Due to variations in the aircraft weight and environmental factors such as temperature, pressure, and wind component, a take-off from a particular runway may be limited by the length of the runway, the ability of the brakes to absorb energy during an abort, or obstacles many miles away on the take-off flight path. A take-off at max thrust, that gives good acceleration, may be closer to whatever the limit is than a very reduced thrust take-off that has you trundling down the runway like granddad going for a Sunday drive.
Another factor is that, unless you’ve suffered an engine failure, or had to abort the take off at high speed, or made a gross error, you may never know that a take-off didn’t achieve the necessary performance. The take-off performance is designed to account for a significant failure during the take-off. If there is no failure then the extra performance you get will tend to mask all but the grossest of input errors.
An Emirates A340 came very close to crashing during take-off from Melbourne, Australia, because the First Officer inadvertently used 262.9 tonnes for the aircraft weight in the performance calculation instead of 362.9 tonnes. A whole 100 tonne error and yet they still managed to take off without losing anything other than their jobs.
https://www.atsb.gov.au/media/3531728/ao2009012_full%20report.pdf#page23
Realistically you need a computer system that can compare expected performance with actual performance.
I read somewhere (Freakonomics, I think), that closing LGA would actually reduce delays at the other New York area airports. It seems counter intuitive that having fewer runways would actually improve air traffic, but apparently the problem is that the approach to LGA crosses the approach to JFK (I don’t recall if it affects EWR as well). So ATC can’t land as many planes at JFK per hour as they’d otherwise be able to, because they have to allow for separation from planes landing at LGA. If LGA closed, traffic could flow to the other NYC airports much more efficiently.
But you’d never be able to get public support for closing LGA, because it’s the most convenient airport for high value business travelers in Manhattan traveling to the airport by taxi or car service.
My home base has a 6300’ runway. We fly a variety of A320/A321s. On a standard day with no rain or wind and taking off towards the hills, all our variants can take at least a full load of cargo and passengers plus 10 tonne of fuel. We occasionally run into limits on full international flights when we may be wanting to take more fuel. So it’s something that needs consideration but it is rarely limiting. Singapore flies their A350s out of here as well, I’d expect they’d be very limited.
Taking off in the other direction the runway is slightly longer and there are no hills to clear. The domestic A320s have no limitation while the internationals have a very slight limit on take-off weight but not one you’d be likely to run up against.
Edit: forgot to make the point of the post. A 7000’ runway would not normally be limiting for a midsized jet like an A320 or B737.

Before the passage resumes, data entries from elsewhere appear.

//! Stable exit codes for `fileagent` commands.

/// The question was answered (or the command succeeded).
pub const OK: i32 = 0;
/// Invalid configuration, missing root, or any other error.
pub const INVALID: i32 = 1;
/// The completion endpoint failed (network, HTTP status, bad payload).
pub const ENDPOINT_FAILURE: i32 = 2;
/// The step budget ran out before the model produced a final answer.
pub const BUDGET_EXHAUSTED: i32 = 3;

This seems more the romantic ideal of someone who loves manual flying that a realistic path to greater aviation safety. It seems far more likely to me that the future of commercial aviation is that technology and automation improve until we simply pass the point where the presence of a human pilot with any authority to intervene is a net safety benefit.
For sure what you propose is the likely end state. Just as it is with automobiles, trains, ships. And for sure the aircraft and avionics manufacturers are pushing the state of the art that way as best current IT/AI technology can support.
But I don’t think that’s soon enough to solve the immediate problem.
The current situation in worldwide airline aviation is that pilot skill is plummeting faster than automation ubiquity and reliability is expanding. That’s presages a big dip in safety over the next 10-30 years.
Some combination of COVID & climate change mitigation may put a major crimp or even halt to the breakneck expansion of airlines in 2nd & 3rd tier nations. If so that will buy time for a smaller crop of better pilots to fly until they’re replaced by something akin to an AI.
But even today we need better flying skills from even first tier national pilots. The machinery still breaks and the computers still make dumb decisions and have dumb bugs. Weather still happens. Both ATC and other pilots make mistakes. All of which are correctly handled by the pilots. Except for the occasional brittle failure where they fail badly in their crucial role as the ultimate general-purpose backup for everything.
What's easy to forget in these analyses, and the same applies to self-driving cars, is that every one of the things pilots / drivers do *right* must also be built into the computerized replacement with equivalent reliability. If not, we'll see what we have seen so far with self-driving cars: they make mistakes that (almost) no human would make. Said another way, in those specific situations they've demonstrated less reliability than the known-fallible humans they're meant to replace.
More simply stated, until the AIs are as good as current drivers / pilots they won’t be adding to safety. It’s only when they can do everything we do as well as we do it, and also do more / better where the humans fail, that they’ll be providing a net benefit vs humans with all their well-known shortcomings.
RIght now getting to the as good as level is a very tall order.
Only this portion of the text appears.